There's also a Russian Snow Queen animated movie from 1957.


There's a weird scene near the end where Russian Santa Claus shows some troll creature the high tech Soviet wonderland of the future including colour television. (I know colour TV was already out in some limited capacity in the west but the Soviet Union didn't begin broadcasting in colour until 1967, a decade after this movie was released.)
 
I find it strange looking back on my '90s childhood and how many old cartoons I saw, everything from the 1940s through the 1980s.

Old cartoons were just a natural part of the TV landscape, but I have to wonder if any kids today are watching any cartoons that aren't contemporary.
 
I was brought up on classic woody woodpecker, looney tunes and hanna barbera. Visual gag comedy just doesn't get old.

The 90s and early 2000s had great cartoons as well. Way too many great looking cartoons that knew how to make character design without looking too generic or God forbid, appealing to furry/troon bait.

I actually have a soft spot for early cartoon CGI (Jakers) and 2D animation that resembles hand drawn illustrations (Rupert and pretty much anything by Maurice Sendak).

I hope to collect all of that on DVD one of these days.

Are the early seasons of Simpsons (before the jump to digital animation) considered officially old now? Those were great.
 
I find it strange looking back on my '90s childhood and how many old cartoons I saw, everything from the 1940s through the 1980s.

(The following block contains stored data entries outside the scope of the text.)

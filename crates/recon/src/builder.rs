use std::collections::BTreeSet;

use crate::evidence::compute_summary;
use crate::matcher::{MatchContext, PassTrace};
use crate::model::{CanonicalInvoice, CanonicalStatementLine, Discrepancy, ReconciliationResult};
use crate::pool::Pool;

/// Assemble the result from the final pool state.
///
/// Unmatched records are reported in input order, straight from the pools.
pub fn build_result(
    ctx: &MatchContext<'_>,
    lines: &Pool,
    invoices: &Pool,
    trace: PassTrace,
    discrepancies: Vec<Discrepancy>,
) -> ReconciliationResult {
    let unmatched_lines: Vec<CanonicalStatementLine> =
        lines.iter().map(|li| ctx.lines[li].clone()).collect();
    let unmatched_invoices: Vec<CanonicalInvoice> =
        invoices.iter().map(|ii| ctx.invoices[ii].clone()).collect();

    let summary = compute_summary(
        ctx.lines.len(),
        ctx.invoices.len(),
        &trace.matches,
        &discrepancies,
    );

    ReconciliationResult {
        matches: trace.matches,
        unmatched_lines,
        unmatched_invoices,
        discrepancies,
        summary,
        engine_version: env!("CARGO_PKG_VERSION").to_string(),
    }
}

/// Every input record is either matched or unmatched, never both, never neither.
pub fn partition_holds(
    result: &ReconciliationResult,
    lines: &[CanonicalStatementLine],
    invoices: &[CanonicalInvoice],
) -> bool {
    let matched_lines: BTreeSet<&str> = result.matches.iter().map(|m| m.statement_line_id.as_str()).collect();
    let matched_invoices: BTreeSet<&str> = result.matches.iter().map(|m| m.invoice_id.as_str()).collect();

    let lines_ok = is_exact_partition(
        lines.iter().map(|l| l.id.as_str()),
        &matched_lines,
        result.unmatched_lines.iter().map(|l| l.id.as_str()),
    );
    let invoices_ok = is_exact_partition(
        invoices.iter().map(|i| i.id.as_str()),
        &matched_invoices,
        result.unmatched_invoices.iter().map(|i| i.id.as_str()),
    );
    lines_ok && invoices_ok
}

fn is_exact_partition<'a>(
    all: impl Iterator<Item = &'a str>,
    matched: &BTreeSet<&'a str>,
    unmatched: impl Iterator<Item = &'a str>,
) -> bool {
    let all: BTreeSet<&str> = all.collect();
    let mut unmatched_set = BTreeSet::new();
    for id in unmatched {
        if matched.contains(id) || !unmatched_set.insert(id) {
            return false;
        }
    }
    let union: BTreeSet<&str> = matched.union(&unmatched_set).copied().collect();
    union == all
}
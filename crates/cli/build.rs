use std::env;
use std::process::Command;

// Build metadata for `soa-recon --version`: "<commit>[-dirty], <profile>" plus target.
//
// Release tarballs carry no .git, so packagers can pin the commit through
// SOA_RECON_COMMIT in the build environment.
fn main() {
    println!("cargo:rerun-if-env-changed=SOA_RECON_COMMIT");
    println!("cargo:rerun-if-changed=../../.git/HEAD");
    println!("cargo:rerun-if-changed=../../.git/index");

    let revision = match env::var("SOA_RECON_COMMIT") {
        Ok(pinned) if !pinned.trim().is_empty() => pinned.trim().to_string(),
        _ => git_revision().unwrap_or_else(|| "unknown".into()),
    };
    let profile = env::var("PROFILE").unwrap_or_else(|_| "unknown".into());
    println!("cargo:rustc-env=SOA_RECON_BUILD={revision}, {profile}");

    let target = env::var("TARGET").unwrap_or_else(|_| "unknown".into());
    println!("cargo:rustc-env=SOA_RECON_TARGET={target}");
}

fn git_revision() -> Option<String> {
    let commit = git(&["rev-parse", "--short=7", "HEAD"])?;
    let dirty = git(&["status", "--porcelain", "--untracked-files=no"]).is_some();
    Some(if dirty { format!("{commit}-dirty") } else { commit })
}

/// Trimmed stdout of a successful git invocation; `None` when git is
/// missing, fails, or prints nothing.
fn git(args: &[&str]) -> Option<String> {
    let out = Command::new("git").args(args).output().ok()?;
    if !out.status.success() {
        return None;
    }
    let text = String::from_utf8(out.stdout).ok()?;
    let text = text.trim();
    (!text.is_empty()).then(|| text.to_string())
}
use std::fmt;

/// A raw record could not be turned into its canonical shape.
#[derive(Debug, Clone, PartialEq, Eq, thiserror::Error)]
pub enum ShapeError {
    /// A required canonical field is absent (or null).
    #[error("missing required field '{field}'")]
    MissingField { field: &'static str },
    /// The field is present but holds the wrong JSON type.
    #[error("field '{field}' has the wrong type: expected {expected}")]
    WrongType {
        field: &'static str,
        expected: &'static str,
    },
    /// The field has the right type but an unusable value.
    #[error("field '{field}' has an invalid value '{value}'")]
    InvalidValue { field: &'static str, value: String },
    /// Another record in the same batch already uses this id.
    #[error("duplicate id (first seen at record #{first_index})")]
    DuplicateId { first_index: usize },
}

#[derive(Debug, Clone, PartialEq, Eq, thiserror::Error)]
pub enum ConfigError {
    /// TOML / JSON parse or deserialization failure (includes unknown keys).
    #[error("config parse error: {0}")]
    Parse(String),
    /// A recognized option holds a value outside its allowed range.
    #[error("config option '{option}' out of range: {message}")]
    OutOfRange {
        option: &'static str,
        message: String,
    },
}

/// Which input collection a malformed record came from.
#[derive(Debug, Clone, Copy, PartialEq, Eq)]
pub enum RecordSide {
    StatementLine,
    Invoice,
}

impl fmt::Display for RecordSide {
    fn fmt(&self, f: &mut fmt::Formatter<'_>) -> fmt::Result {
        match self {
            Self::StatementLine => write!(f, "statement line"),
            Self::Invoice => write!(f, "invoice"),
        }
    }
}

#[derive(Debug, thiserror::Error)]
pub enum ReconError {
    /// A raw record failed canonicalization. Raised before any pass runs.
    #[error("{side} #{index}{}: {source}", record_label(.record_id))]
    Shape {
        side: RecordSide,
        index: usize,
        record_id: Option<String>,
        #[source]
        source: ShapeError,
    },
    #[error(transparent)]
    Config(#[from] ConfigError),
    /// Raw input could not be read (bad JSON, bad CSV).
    #[error("cannot load records: {0}")]
    Load(String),
}

fn record_label(record_id: &Option<String>) -> String {
    match record_id {
        Some(id) => format!(" ('{id}')"),
        None => String::new(),
    }
}

/// A persisted enum string that is not one of the fixed values.
#[derive(Debug, Clone, PartialEq, Eq, thiserror::Error)]
#[error("invalid {kind} '{value}'")]
pub struct ParseEnumError {
    pub kind: &'static str,
    pub value: String,
}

Old cartoons were just a natural part of the TV landscape, but I have to wonder if any kids today are watching any cartoons that aren't contemporary.

I remember not being particularly aware whether a cartoon (or any other TV show that was in colour) was old or new until I was at least 5 years old. I doubt it's much different for little kids today although you do have the weirdness of TV cartoons up to the mid-2000s having been animated for a different aspect ratio so I don't know if little kids would wonder why those black bars are on the side of the screen for some cartoons but not others (and, if they're watching on a really big screen, why the black sidebar cartoons look fuzzier than cartoons that fill the whole screen).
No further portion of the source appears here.